Start of Given data

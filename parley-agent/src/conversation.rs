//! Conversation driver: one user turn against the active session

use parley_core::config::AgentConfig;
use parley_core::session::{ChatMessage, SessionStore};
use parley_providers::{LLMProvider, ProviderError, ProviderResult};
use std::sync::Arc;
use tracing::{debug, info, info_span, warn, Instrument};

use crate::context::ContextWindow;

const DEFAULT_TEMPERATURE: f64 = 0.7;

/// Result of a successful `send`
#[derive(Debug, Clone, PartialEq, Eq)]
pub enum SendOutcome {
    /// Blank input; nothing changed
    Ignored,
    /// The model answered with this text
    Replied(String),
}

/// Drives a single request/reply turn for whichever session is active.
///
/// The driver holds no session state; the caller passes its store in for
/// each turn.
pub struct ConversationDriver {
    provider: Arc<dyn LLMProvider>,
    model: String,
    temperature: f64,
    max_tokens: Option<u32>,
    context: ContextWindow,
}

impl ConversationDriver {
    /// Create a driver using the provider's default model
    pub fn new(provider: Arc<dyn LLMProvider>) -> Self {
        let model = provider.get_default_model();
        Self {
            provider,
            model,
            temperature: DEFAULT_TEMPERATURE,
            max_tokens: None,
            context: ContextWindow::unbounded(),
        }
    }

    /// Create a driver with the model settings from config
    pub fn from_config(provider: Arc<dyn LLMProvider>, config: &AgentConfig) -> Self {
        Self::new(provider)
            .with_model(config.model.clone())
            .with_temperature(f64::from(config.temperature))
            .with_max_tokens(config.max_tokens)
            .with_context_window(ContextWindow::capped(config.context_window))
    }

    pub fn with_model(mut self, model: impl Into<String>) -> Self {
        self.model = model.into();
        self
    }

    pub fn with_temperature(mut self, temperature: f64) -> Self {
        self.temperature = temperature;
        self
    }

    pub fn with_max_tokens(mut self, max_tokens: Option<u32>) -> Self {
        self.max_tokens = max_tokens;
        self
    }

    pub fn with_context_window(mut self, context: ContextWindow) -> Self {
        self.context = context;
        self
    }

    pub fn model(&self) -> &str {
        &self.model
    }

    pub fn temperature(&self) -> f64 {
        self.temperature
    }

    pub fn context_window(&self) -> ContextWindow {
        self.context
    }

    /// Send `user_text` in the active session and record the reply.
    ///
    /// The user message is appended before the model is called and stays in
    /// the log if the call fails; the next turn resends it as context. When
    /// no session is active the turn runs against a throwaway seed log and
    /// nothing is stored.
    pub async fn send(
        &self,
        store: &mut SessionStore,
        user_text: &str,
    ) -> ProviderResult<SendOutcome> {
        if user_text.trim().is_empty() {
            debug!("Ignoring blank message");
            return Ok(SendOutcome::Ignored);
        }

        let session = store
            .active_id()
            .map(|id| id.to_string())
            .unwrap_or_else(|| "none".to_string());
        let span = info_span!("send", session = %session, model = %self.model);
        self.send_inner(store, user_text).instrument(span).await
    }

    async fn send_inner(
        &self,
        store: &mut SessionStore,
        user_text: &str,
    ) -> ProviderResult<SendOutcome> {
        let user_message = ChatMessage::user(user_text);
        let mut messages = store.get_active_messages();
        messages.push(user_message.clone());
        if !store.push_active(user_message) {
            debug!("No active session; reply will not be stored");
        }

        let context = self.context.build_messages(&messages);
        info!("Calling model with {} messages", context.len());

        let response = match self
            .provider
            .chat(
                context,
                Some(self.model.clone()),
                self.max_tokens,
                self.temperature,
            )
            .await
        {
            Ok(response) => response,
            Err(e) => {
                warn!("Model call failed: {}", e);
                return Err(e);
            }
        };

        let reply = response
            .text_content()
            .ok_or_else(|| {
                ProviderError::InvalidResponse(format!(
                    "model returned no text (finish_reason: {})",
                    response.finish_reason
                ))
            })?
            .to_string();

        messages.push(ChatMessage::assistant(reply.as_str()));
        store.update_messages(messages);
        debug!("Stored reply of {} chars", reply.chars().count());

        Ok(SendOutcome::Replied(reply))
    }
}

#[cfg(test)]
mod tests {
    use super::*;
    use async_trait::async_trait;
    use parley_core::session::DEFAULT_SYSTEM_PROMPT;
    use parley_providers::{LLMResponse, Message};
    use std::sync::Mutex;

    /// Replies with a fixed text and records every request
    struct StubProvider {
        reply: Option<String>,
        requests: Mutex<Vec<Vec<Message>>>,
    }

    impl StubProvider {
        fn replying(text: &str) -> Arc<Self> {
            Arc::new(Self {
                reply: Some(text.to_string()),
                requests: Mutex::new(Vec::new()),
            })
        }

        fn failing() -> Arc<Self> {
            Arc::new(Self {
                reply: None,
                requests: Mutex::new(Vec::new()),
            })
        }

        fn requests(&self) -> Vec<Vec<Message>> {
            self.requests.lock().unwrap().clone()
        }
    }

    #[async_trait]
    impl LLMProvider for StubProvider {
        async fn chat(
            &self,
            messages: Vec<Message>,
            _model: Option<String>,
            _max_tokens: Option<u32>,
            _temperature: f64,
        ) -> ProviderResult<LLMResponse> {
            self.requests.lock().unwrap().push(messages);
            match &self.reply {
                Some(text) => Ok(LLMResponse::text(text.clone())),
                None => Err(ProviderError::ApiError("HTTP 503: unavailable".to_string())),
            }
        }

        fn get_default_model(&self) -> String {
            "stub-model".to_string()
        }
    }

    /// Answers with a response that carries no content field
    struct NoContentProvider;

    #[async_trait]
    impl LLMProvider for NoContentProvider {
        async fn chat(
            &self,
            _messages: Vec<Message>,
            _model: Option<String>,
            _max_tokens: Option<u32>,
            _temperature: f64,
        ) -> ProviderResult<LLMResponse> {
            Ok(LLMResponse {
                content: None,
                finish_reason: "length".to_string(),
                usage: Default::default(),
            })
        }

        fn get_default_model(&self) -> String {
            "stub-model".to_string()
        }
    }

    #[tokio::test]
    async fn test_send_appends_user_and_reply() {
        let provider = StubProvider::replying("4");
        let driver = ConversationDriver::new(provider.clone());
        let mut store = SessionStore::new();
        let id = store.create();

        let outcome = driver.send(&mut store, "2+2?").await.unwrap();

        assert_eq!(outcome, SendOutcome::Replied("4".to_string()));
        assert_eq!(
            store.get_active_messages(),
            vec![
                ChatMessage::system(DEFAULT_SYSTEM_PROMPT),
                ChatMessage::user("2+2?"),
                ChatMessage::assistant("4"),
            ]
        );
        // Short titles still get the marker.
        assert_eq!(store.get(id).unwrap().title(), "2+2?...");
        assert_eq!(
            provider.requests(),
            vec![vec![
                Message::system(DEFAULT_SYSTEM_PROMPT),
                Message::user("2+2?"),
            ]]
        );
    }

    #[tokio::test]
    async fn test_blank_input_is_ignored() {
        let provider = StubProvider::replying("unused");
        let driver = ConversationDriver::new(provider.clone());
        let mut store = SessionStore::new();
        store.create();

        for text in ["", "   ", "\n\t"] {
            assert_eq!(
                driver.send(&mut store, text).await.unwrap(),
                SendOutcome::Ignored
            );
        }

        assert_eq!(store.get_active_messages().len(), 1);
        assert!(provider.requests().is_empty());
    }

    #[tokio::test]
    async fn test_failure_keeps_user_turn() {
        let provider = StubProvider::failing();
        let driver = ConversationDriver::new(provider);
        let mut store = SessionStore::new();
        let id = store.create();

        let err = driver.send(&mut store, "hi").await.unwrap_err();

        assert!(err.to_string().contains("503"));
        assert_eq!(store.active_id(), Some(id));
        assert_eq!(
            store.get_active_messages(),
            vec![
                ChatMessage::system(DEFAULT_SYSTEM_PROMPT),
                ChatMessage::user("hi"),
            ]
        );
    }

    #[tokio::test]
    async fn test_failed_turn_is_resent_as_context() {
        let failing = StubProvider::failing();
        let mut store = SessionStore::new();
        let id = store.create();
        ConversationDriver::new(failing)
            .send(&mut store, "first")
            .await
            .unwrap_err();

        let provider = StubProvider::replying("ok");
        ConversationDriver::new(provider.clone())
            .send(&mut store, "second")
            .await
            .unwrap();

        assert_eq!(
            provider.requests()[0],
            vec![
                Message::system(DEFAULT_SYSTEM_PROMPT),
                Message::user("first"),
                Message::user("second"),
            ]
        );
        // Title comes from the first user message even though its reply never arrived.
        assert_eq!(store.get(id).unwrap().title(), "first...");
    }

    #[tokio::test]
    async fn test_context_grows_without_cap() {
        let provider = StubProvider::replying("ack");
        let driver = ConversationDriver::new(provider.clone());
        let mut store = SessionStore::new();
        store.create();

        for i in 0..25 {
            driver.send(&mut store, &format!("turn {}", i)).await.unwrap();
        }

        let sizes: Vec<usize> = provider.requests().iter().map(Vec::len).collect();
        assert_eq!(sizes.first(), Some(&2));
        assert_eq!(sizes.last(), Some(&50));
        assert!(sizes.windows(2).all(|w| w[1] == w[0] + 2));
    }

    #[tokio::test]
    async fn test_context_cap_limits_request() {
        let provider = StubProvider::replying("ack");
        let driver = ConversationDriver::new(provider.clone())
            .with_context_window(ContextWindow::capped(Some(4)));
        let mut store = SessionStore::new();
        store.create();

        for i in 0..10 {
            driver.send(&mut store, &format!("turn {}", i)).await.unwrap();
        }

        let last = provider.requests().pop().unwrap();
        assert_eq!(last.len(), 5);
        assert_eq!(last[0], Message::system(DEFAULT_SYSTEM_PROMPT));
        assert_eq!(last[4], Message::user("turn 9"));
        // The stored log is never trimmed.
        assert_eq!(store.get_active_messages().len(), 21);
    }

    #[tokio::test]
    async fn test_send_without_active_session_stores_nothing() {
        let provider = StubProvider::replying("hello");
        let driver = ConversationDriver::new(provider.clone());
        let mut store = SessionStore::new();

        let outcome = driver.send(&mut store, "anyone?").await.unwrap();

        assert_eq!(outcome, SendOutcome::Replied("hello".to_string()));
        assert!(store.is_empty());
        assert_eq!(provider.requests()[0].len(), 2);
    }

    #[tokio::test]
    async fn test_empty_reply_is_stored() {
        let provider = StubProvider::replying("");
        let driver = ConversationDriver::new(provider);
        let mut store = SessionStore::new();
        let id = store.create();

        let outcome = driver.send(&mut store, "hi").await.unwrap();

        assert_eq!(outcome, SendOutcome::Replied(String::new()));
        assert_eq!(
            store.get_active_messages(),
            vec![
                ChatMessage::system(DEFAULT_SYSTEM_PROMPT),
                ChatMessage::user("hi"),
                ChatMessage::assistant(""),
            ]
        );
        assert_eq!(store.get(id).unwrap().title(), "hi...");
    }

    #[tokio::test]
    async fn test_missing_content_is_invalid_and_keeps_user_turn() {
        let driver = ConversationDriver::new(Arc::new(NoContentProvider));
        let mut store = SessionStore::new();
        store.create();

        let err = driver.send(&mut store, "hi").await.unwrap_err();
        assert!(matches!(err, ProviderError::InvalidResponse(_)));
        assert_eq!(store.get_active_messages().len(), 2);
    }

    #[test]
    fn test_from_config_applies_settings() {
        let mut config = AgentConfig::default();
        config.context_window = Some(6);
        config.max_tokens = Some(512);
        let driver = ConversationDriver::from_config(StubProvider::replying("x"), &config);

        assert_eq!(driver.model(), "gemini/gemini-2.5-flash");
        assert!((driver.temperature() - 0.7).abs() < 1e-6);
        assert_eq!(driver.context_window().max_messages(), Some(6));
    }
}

End of Given data
Start of Given data

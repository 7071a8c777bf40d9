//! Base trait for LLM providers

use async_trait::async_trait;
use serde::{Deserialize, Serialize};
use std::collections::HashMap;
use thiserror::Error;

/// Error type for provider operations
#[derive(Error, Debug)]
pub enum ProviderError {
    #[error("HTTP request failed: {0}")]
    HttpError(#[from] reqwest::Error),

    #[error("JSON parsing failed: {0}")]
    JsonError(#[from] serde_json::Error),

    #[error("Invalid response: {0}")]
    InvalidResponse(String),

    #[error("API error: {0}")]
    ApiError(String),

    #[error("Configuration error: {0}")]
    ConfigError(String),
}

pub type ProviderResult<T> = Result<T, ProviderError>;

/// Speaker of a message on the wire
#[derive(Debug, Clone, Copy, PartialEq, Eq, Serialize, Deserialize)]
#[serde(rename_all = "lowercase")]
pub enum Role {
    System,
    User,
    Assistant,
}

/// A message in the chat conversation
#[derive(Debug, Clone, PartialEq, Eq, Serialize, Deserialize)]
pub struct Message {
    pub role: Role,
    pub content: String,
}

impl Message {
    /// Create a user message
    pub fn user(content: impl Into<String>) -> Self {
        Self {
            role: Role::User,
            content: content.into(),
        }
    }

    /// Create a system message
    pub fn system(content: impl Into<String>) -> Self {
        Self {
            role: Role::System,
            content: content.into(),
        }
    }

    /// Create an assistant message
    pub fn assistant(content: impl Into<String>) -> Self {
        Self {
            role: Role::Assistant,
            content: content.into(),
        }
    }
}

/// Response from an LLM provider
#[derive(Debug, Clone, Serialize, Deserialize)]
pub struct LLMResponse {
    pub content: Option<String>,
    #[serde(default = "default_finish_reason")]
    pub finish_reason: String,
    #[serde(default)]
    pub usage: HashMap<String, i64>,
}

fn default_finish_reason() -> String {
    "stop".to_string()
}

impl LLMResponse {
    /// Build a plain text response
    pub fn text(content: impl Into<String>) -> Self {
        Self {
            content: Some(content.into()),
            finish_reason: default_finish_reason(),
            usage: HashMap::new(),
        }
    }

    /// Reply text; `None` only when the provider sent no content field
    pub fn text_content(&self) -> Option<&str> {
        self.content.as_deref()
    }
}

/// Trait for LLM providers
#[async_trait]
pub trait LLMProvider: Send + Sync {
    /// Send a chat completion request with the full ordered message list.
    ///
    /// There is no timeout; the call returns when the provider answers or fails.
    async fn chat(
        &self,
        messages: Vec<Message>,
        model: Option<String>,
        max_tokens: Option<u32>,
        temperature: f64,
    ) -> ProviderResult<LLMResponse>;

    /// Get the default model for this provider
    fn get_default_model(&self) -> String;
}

End of Given data
Start of Given data

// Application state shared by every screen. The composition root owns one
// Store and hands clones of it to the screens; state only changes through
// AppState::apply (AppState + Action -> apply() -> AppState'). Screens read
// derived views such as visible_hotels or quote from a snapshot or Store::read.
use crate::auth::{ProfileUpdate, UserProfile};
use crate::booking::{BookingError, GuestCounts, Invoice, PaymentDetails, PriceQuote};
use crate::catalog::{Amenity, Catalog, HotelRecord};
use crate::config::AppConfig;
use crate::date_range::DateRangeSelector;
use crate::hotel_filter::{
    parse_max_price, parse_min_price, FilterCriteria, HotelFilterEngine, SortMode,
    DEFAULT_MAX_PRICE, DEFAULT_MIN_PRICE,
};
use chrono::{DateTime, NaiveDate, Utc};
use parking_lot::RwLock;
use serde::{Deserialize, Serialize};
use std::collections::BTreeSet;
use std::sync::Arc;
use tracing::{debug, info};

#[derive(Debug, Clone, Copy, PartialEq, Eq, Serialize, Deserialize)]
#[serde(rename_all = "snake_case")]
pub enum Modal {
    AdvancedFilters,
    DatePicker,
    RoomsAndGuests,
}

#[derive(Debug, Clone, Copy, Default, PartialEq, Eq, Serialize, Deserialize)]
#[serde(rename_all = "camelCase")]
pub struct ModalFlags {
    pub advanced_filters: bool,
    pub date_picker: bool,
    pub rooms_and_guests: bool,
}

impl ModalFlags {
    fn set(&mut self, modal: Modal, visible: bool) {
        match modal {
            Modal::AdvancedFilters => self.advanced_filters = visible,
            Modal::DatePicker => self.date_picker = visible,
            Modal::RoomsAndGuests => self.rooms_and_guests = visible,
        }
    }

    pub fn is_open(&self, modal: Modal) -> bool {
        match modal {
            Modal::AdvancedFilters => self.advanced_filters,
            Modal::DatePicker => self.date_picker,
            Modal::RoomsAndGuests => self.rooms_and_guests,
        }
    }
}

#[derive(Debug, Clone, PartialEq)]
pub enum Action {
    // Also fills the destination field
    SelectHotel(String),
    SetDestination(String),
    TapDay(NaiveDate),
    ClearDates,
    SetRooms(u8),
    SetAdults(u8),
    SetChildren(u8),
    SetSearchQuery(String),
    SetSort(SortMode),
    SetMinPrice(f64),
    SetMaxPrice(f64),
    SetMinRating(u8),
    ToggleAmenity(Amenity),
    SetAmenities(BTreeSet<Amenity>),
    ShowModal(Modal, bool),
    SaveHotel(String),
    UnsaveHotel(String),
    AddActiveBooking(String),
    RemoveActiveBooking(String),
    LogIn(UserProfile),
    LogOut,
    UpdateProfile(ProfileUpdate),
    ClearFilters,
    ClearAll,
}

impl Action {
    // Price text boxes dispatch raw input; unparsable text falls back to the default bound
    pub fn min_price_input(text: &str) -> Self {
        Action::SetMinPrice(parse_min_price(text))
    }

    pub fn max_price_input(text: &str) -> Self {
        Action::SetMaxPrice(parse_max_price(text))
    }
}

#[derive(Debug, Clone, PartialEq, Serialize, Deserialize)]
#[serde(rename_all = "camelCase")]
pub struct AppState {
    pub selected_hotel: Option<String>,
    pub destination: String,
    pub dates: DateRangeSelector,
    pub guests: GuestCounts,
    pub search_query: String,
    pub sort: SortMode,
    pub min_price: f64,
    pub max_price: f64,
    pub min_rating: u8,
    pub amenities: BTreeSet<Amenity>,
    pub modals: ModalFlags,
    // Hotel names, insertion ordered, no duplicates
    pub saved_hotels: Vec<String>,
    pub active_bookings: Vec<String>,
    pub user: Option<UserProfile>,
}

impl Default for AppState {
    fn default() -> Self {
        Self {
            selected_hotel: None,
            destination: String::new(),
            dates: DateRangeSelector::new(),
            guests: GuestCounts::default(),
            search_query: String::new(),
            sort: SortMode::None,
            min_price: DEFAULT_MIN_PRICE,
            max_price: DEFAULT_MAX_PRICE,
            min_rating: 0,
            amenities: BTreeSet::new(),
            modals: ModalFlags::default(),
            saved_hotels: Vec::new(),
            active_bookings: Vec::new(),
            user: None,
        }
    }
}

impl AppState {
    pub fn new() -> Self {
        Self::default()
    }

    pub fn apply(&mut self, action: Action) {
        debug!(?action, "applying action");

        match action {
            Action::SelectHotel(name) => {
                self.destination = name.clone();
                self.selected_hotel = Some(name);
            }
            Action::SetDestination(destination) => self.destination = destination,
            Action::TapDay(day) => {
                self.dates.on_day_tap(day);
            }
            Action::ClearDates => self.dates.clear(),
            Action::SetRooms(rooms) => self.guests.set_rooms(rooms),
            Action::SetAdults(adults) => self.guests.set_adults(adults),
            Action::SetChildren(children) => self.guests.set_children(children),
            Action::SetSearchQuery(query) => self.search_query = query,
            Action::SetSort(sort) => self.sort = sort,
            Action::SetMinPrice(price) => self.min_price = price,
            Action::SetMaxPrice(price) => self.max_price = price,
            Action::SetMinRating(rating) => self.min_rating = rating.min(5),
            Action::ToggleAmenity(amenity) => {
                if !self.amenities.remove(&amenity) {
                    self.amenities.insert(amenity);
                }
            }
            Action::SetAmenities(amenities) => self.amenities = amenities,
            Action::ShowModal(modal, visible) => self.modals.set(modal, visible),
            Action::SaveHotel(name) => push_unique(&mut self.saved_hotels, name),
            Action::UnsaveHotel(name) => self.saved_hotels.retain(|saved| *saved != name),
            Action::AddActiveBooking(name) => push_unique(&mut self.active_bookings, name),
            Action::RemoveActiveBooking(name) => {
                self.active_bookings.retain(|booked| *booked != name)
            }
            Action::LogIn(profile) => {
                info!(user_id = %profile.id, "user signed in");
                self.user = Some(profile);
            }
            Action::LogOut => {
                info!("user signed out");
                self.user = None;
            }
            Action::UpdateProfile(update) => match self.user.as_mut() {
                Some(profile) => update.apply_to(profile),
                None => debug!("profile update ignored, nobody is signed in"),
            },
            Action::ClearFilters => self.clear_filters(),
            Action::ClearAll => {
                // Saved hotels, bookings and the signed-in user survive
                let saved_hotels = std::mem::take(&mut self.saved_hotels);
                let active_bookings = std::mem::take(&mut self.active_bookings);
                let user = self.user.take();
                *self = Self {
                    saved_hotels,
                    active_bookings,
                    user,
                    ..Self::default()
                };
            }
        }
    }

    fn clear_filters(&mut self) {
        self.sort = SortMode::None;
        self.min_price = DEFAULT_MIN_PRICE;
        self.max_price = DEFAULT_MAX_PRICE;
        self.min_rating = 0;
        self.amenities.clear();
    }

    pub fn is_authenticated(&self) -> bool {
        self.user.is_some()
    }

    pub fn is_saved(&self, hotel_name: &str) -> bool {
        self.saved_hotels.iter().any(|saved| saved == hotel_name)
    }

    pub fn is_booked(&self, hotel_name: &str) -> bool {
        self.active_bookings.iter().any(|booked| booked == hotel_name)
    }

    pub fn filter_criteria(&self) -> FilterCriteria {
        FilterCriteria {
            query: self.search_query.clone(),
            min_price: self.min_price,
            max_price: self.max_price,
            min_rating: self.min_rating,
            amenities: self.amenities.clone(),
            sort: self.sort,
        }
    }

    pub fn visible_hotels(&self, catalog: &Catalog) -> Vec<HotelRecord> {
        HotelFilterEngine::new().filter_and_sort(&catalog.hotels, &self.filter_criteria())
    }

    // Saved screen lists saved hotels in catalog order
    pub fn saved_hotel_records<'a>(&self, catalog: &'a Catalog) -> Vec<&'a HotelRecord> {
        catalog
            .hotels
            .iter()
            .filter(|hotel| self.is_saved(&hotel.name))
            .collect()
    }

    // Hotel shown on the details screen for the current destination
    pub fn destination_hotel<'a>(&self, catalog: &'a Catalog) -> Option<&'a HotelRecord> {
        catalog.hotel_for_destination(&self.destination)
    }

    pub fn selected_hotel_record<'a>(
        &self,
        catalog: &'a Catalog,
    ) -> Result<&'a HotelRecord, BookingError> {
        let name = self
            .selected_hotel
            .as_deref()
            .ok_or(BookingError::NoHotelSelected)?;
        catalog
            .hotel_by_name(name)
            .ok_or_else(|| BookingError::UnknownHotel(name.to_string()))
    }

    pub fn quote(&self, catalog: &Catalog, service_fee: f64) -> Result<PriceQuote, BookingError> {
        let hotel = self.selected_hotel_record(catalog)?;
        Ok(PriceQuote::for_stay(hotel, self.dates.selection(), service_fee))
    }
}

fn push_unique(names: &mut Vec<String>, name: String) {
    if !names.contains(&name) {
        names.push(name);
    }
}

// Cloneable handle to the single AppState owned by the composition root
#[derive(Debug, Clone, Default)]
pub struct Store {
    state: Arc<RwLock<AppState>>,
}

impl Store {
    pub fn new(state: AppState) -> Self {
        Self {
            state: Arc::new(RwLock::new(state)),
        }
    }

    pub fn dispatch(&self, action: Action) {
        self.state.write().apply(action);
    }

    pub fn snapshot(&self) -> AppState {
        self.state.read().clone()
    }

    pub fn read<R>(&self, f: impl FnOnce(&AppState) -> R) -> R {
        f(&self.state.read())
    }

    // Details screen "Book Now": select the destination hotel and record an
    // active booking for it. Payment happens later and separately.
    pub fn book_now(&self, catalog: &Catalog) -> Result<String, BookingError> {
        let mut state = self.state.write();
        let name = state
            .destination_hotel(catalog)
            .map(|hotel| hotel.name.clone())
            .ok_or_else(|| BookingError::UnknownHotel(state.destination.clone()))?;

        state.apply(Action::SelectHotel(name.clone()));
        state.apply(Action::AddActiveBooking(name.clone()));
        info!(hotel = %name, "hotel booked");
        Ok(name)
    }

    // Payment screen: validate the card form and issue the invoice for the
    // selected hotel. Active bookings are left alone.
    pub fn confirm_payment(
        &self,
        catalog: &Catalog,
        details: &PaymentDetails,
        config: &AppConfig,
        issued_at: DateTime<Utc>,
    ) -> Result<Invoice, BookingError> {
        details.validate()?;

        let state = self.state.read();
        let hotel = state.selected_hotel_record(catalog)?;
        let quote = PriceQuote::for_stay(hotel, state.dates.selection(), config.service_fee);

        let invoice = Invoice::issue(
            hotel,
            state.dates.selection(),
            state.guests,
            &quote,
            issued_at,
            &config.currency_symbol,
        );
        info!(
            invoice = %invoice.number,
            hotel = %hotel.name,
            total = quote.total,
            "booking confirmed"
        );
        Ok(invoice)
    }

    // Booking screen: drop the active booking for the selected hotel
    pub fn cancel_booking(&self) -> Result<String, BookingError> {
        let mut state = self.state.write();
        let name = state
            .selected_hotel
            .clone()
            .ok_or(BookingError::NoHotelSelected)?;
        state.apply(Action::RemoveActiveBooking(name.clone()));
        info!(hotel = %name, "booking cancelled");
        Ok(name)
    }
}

End of Given data

Exercise details: In the lines above, find the word "ToggleAmenity" and copy each line that contains it.

Exercise answer:
    ToggleAmenity(Amenity),
            Action::ToggleAmenity(amenity) => {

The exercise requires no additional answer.